Adaptive Evolution of Sperm Bindin Tracks Egg Incompatibility in Neotropical Sea Urchins of the Genus Echinometra

Bindin is a gamete recognition protein known to control species-specific sperm-egg adhesion and membrane fusion in sea urchins. Previous analyses have shown that diversifying selection on bindin amino acid sequence is found when gametically incompatible species are compared, but not when species are compatible. The present study analyzes bindin polymorphism and divergence in the three closely related species of Echinometra in Central America: E. lucunter and E. viridis from the Caribbean, and E. vanbrunti from the eastern Pacific. The eggs of E. lucunter have evolved a strong block to fertilization by sperm of its neotropical congeners, whereas those of the other two species have not. As in the Indo-West Pacific (IWP) Echinometra, the neotropical species show high intraspecific bindin polymorphism in the same gene regions as in the IWP species. Maximum likelihood analysis shows that many of the polymorphic codon sites are under mild positive selection. Of the fixed amino acid replacements, most have accumulated along the bindin lineage of E. lucunter.

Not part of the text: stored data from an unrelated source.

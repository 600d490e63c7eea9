//! Typed live-binding control panel
//!
//! Each control is a descriptor `{ label, constraint, getter, setter }` over a
//! context type `C`. The panel never holds copies of the bound values: every
//! read goes through the getter and every write through the setter, so the
//! panel always reflects the current state of the context.

use std::fmt;

use thiserror::Error;

use crate::render::Color;

/// Panel errors
#[derive(Debug, Error, Clone, PartialEq)]
pub enum PanelError {
    /// A control with this label already exists
    #[error("Duplicate panel control: {0}")]
    DuplicateLabel(String),

    /// No control has this label
    #[error("Unknown panel control: {0}")]
    UnknownControl(String),

    /// Range bounds or step are unusable
    #[error("Invalid range for {label}: min {min}, max {max}, step {step}")]
    InvalidRange {
        /// Control label
        label: String,
        /// Lower bound
        min: f32,
        /// Upper bound
        max: f32,
        /// Step
        step: f32,
    },

    /// A slider was handed NaN or an infinity
    #[error("Control {label} needs a finite number, got {value}")]
    NotFinite {
        /// Control label
        label: String,
        /// Rejected value
        value: f32,
    },

    /// A choice control was registered without options
    #[error("Choice control {0} has no options")]
    NoOptions(String),

    /// The value kind does not match the control
    #[error("Control {label} expects a {expected} value, got {found}")]
    TypeMismatch {
        /// Control label
        label: String,
        /// Kind the control accepts
        expected: &'static str,
        /// Kind that was supplied
        found: &'static str,
    },

    /// A choice index past the option list
    #[error("Choice {index} is out of range for {label} ({count} options)")]
    ChoiceOutOfRange {
        /// Control label
        label: String,
        /// Requested index
        index: usize,
        /// Number of options
        count: usize,
    },
}

/// Value read from or written to a control
#[derive(Debug, Clone, Copy, PartialEq)]
pub enum PanelValue {
    /// Slider value
    Number(f32),
    /// Checkbox state
    Toggle(bool),
    /// 24-bit sRGB colour, `0xRRGGBB`
    Color(u32),
    /// Index into a choice control's options
    Choice(usize),
}

impl PanelValue {
    const fn kind(&self) -> &'static str {
        match self {
            Self::Number(_) => "number",
            Self::Toggle(_) => "toggle",
            Self::Color(_) => "color",
            Self::Choice(_) => "choice",
        }
    }
}
//! HDR to display tone mapping
//!
//! Operators map linear scene radiance into `[0, 1]` before sRGB encoding.
//! The curves match the ones commonly used by real-time web renderers so the
//! panel choices look the way artists expect.

use std::fmt;

use serde::{Deserialize, Serialize};

use crate::foundation::math::{Mat3, Vec3};
use crate::render::color::linear_to_srgb;

/// Tone mapping operator
#[derive(Debug, Clone, Copy, PartialEq, Eq, Default, Serialize, Deserialize)]
pub enum ToneMapping {
    /// Pass through, clamped on output; exposure is ignored
    None,
    /// Exposure scale then clamp
    Linear,
    /// `c / (1 + c)`
    Reinhard,
    /// Optimized filmic curve (Hejl/Burgess-Dawson)
    Cineon,
    /// ACES RRT+ODT fit
    #[default]
    AcesFilmic,
}

impl ToneMapping {
    /// All operators, in panel order
    pub const ALL: [Self; 5] = [Self::None, Self::Linear, Self::Reinhard, Self::Cineon, Self::AcesFilmic];

    /// Panel label
    pub const fn label(self) -> &'static str {
        match self {
            Self::None => "None",
            Self::Linear => "Linear",
            Self::Reinhard => "Reinhard",
            Self::Cineon => "Cineon",
            Self::AcesFilmic => "ACESFilmic",
        }
    }

    /// Position in [`ALL`](Self::ALL)
    pub fn index(self) -> usize {
        Self::ALL.iter().position(|&m| m == self).unwrap_or(0)
    }

    /// Operator at `index` in [`ALL`](Self::ALL)
    pub fn from_index(index: usize) -> Option<Self> {
        Self::ALL.get(index).copied()
    }

    /// Operator with the given panel label
    pub fn from_label(label: &str) -> Option<Self> {
        Self::ALL.into_iter().find(|m| m.label().eq_ignore_ascii_case(label))
    }

    /// Map linear radiance to display-linear `[0, 1]`
    pub fn apply(self, color: Vec3, exposure: f32) -> Vec3 {
        let mapped = match self {
            Self::None => color,
            Self::Linear => color * exposure,
            Self::Reinhard => {
                let c = color * exposure;
                c.map(|x| x / (1.0 + x))
            }
            Self::Cineon => {
                let c = (color * exposure).map(|x| (x - 0.004).max(0.0));
                c.map(|x| ((x * (6.2 * x + 0.5)) / (x * (6.2 * x + 1.7) + 0.06)).powf(2.2))
            }
            Self::AcesFilmic => aces_filmic(color * (exposure / 0.6)),
        };
        mapped.map(|x| x.clamp(0.0, 1.0))
    }

    /// Tone map then encode to 8-bit sRGB
    pub fn resolve(self, color: Vec3, exposure: f32) -> [u8; 3] {
        let mapped = self.apply(color, exposure);
        let encode = |x: f32| (linear_to_srgb(x) * 255.0).round().clamp(0.0, 255.0) as u8;
        [encode(mapped.x), encode(mapped.y), encode(mapped.z)]
    }
}

impl fmt::Display for ToneMapping {
    fn fmt(&self, f: &mut fmt::Formatter<'_>) -> fmt::Result {
        f.write_str(self.label())
    }
}

fn aces_filmic(color: Vec3) -> Vec3 {
    // sRGB => XYZ => D65_2_D60 => AP1 => RRT_SAT
    let input = Mat3::new(
        0.597_19, 0.354_58, 0.048_23,
        0.076_00, 0.908_34, 0.015_66,
        0.028_40, 0.133_83, 0.837_77,
    );
    // ODT_SAT => XYZ => D60_2_D65 => sRGB
    let output = Mat3::new(
        1.604_75, -0.531_08, -0.073_67,
        -0.102_08, 1.108_13, -0.006_05,
        -0.003_27, -0.072_76, 1.076_02,
    );

    let v = input * color;
    let fitted = v.map(|x| {
        let a = x * (x + 0.024_578_6) - 0.000_090_537;
        let b = x * (0.983_729 * x + 0.432_951) + 0.238_081;
        a / b
    });
    output * fitted
}

#[cfg(test)]
mod tests {
    use super::*;
    use approx::assert_relative_eq;

    #[test]
    fn test_none_ignores_exposure() {
        let c = Vec3::new(0.25, 0.5, 2.0);
        assert_relative_eq!(ToneMapping::None.apply(c, 8.0), Vec3::new(0.25, 0.5, 1.0));
    }

    #[test]
    fn test_linear_scales_and_clamps() {
        let c = Vec3::new(0.1, 0.3, 0.6);
        assert_relative_eq!(ToneMapping::Linear.apply(c, 2.0), Vec3::new(0.2, 0.6, 1.0), epsilon = 1e-6);
    }

    #[test]
    fn test_reinhard_half_at_one() {
        let mapped = ToneMapping::Reinhard.apply(Vec3::repeat(1.0), 1.0);
        assert_relative_eq!(mapped, Vec3::repeat(0.5), epsilon = 1e-6);
    }

    #[test]
    fn test_cineon_black_point() {
        assert_relative_eq!(ToneMapping::Cineon.apply(Vec3::repeat(0.004), 1.0), Vec3::zeros());
    }

    #[test]
    fn test_aces_is_monotonic_and_bounded() {
        let mut previous = -1.0;
        for step in 0..64 {
            let x = step as f32 * 0.25;
            let y = ToneMapping::AcesFilmic.apply(Vec3::repeat(x), 1.0).x;
            assert!(y >= previous, "ACES not monotonic at {x}");
            assert!((0.0..=1.0).contains(&y));
            previous = y;
        }
        assert!(ToneMapping::AcesFilmic.apply(Vec3::zeros(), 1.0).x < 0.01);
        assert!(ToneMapping::AcesFilmic.apply(Vec3::repeat(100.0), 1.0).x > 0.95);
    }

    #[test]
    fn test_panel_order_and_labels() {
        let labels: Vec<_> = ToneMapping::ALL.iter().map(|m| m.label()).collect();
        assert_eq!(labels, ["None", "Linear", "Reinhard", "Cineon", "ACESFilmic"]);
        for (i, mode) in ToneMapping::ALL.into_iter().enumerate() {
            assert_eq!(mode.index(), i);
            assert_eq!(ToneMapping::from_index(i), Some(mode));
            assert_eq!(ToneMapping::from_label(mode.label()), Some(mode));
        }
        assert_eq!(ToneMapping::from_index(5), None);
    }

    #[test]
    fn test_resolve_encodes_srgb() {
        assert_eq!(ToneMapping::Linear.resolve(Vec3::new(0.0, 1.0, 0.5), 1.0), [0, 255, 188]);
    }
}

We analyzed the data with maximum likelihood models of variation in positive selection across lineages and codon sites, and with models that consider sites and lineages simultaneously. Our results show that positive selection is concentrated along the E. lucunter bindin lineage, and that codon sites with amino acid replacements fixed in this species show by far the highest signal of positive selection. Lineage-specific positive selection paralleling egg incompatibility provides support that adaptive evolution of sperm proteins acts to maintain recognition of bindin by changing egg receptors. Because both egg incompatibility and bindin divergence are greater between allopatric species than between sympatric species, the hypothesis of selection against hybridization (reinforcement) cannot explain why adaptive evolution has been confined to a single lineage in the American Echinometra. Instead, processes acting to varying degrees within species (e.g., sperm competition, sexual selection, and sexual conflict) are more promising explanations for lineage-specific positive selection on bindin.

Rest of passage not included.